◆ **Directions**:
In the listing below, find the line containing "pub mod audio;" and the line containing "pub mod resampler;". Repeat exactly those two lines and every line between them, nothing more.

◆ **Working data**:
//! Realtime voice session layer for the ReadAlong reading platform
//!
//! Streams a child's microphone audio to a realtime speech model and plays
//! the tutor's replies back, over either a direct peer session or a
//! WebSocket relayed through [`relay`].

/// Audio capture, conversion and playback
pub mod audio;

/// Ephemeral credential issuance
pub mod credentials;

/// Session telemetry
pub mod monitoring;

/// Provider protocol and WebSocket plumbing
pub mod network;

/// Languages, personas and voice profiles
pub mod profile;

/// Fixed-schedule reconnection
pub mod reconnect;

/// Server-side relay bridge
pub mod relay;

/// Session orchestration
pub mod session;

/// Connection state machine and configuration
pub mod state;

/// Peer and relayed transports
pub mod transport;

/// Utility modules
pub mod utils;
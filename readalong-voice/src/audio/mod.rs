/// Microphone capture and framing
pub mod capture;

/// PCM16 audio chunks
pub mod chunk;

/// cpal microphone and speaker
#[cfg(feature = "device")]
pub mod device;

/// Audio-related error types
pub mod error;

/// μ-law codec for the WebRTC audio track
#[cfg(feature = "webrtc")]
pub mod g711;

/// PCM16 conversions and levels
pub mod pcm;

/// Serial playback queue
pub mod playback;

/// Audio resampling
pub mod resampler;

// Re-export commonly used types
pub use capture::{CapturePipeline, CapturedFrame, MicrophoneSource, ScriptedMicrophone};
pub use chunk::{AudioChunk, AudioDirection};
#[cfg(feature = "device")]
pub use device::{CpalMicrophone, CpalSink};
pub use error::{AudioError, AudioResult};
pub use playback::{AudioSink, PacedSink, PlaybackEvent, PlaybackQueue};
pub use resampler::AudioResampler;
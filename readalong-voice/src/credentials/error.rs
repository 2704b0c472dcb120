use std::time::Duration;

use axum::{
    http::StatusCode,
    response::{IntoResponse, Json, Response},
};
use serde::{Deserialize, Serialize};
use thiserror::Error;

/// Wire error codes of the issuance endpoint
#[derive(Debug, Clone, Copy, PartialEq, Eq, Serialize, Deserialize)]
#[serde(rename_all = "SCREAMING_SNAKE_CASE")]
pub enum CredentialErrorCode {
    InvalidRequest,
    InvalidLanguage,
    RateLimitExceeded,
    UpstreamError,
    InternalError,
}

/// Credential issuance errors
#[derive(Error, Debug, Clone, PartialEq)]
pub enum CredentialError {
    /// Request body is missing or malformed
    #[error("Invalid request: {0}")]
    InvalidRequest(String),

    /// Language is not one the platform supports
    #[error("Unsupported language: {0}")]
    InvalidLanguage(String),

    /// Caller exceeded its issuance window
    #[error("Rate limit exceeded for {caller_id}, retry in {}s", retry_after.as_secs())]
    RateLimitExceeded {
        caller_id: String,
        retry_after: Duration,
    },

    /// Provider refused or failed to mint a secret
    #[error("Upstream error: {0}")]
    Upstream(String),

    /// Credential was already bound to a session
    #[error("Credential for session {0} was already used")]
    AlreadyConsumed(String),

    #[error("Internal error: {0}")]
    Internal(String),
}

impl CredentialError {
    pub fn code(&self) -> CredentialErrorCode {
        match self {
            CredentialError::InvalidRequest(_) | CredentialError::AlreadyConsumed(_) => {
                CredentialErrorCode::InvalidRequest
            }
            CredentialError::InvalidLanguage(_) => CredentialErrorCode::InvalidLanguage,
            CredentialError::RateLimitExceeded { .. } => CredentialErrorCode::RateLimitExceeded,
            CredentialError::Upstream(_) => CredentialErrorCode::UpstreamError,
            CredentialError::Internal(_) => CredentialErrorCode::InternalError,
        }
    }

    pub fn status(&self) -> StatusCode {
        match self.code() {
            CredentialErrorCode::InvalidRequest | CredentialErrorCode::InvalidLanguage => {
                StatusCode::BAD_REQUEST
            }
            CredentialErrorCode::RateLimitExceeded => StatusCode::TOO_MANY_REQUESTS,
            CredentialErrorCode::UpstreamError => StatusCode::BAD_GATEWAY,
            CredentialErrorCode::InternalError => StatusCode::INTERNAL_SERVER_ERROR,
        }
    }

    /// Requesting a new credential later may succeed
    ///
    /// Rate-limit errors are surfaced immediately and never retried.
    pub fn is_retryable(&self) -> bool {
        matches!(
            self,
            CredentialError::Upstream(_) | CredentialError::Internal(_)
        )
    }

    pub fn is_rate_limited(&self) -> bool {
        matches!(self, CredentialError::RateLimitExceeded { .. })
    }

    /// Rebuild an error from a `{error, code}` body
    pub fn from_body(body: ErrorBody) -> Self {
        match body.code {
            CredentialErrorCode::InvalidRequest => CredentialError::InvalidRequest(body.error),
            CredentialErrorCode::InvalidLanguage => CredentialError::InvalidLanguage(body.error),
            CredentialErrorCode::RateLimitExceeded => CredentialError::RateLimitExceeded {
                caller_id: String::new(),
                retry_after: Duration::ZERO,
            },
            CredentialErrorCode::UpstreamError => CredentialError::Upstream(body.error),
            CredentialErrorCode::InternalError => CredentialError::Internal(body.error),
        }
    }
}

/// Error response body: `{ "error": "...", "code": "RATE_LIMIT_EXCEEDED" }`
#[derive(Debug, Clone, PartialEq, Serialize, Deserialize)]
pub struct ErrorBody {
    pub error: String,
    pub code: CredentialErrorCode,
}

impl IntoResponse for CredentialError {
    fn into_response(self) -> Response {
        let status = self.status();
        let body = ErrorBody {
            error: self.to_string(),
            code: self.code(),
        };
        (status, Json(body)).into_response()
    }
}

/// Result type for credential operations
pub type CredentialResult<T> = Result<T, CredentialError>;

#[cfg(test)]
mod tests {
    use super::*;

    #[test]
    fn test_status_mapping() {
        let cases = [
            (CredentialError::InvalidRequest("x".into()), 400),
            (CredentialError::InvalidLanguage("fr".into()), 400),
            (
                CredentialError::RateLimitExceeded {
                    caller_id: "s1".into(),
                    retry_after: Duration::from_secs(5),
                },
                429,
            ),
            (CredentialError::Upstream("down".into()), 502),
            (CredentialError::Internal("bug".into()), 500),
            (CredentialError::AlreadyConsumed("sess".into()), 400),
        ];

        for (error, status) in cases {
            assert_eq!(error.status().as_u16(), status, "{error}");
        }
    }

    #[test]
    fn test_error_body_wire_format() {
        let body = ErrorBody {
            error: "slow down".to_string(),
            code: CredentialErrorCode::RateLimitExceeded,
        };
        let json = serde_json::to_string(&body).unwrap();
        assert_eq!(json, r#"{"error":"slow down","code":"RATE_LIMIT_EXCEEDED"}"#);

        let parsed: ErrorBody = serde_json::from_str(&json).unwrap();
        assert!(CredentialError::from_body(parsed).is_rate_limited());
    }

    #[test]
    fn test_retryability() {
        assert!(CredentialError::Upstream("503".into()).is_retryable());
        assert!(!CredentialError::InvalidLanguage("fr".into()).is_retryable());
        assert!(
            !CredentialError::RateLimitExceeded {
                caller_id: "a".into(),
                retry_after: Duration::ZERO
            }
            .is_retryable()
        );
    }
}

◆ **Your solution**:
pub mod audio;

/// Ephemeral credential issuance
pub mod credentials;

/// Session telemetry
pub mod monitoring;

/// Provider protocol and WebSocket plumbing
pub mod network;

/// Languages, personas and voice profiles
pub mod profile;

/// Fixed-schedule reconnection
pub mod reconnect;

/// Server-side relay bridge
pub mod relay;

/// Session orchestration
pub mod session;

/// Connection state machine and configuration
pub mod state;

/// Peer and relayed transports
pub mod transport;

/// Utility modules
pub mod utils;
filename readalong-voice/src/audio/mod.rs
/// Microphone capture and framing
pub mod capture;

/// PCM16 audio chunks
pub mod chunk;

/// cpal microphone and speaker
#[cfg(feature = "device")]
pub mod device;

/// Audio-related error types
pub mod error;

/// μ-law codec for the WebRTC audio track
#[cfg(feature = "webrtc")]
pub mod g711;

/// PCM16 conversions and levels
pub mod pcm;

/// Serial playback queue
pub mod playback;

/// Audio resampling
pub mod resampler;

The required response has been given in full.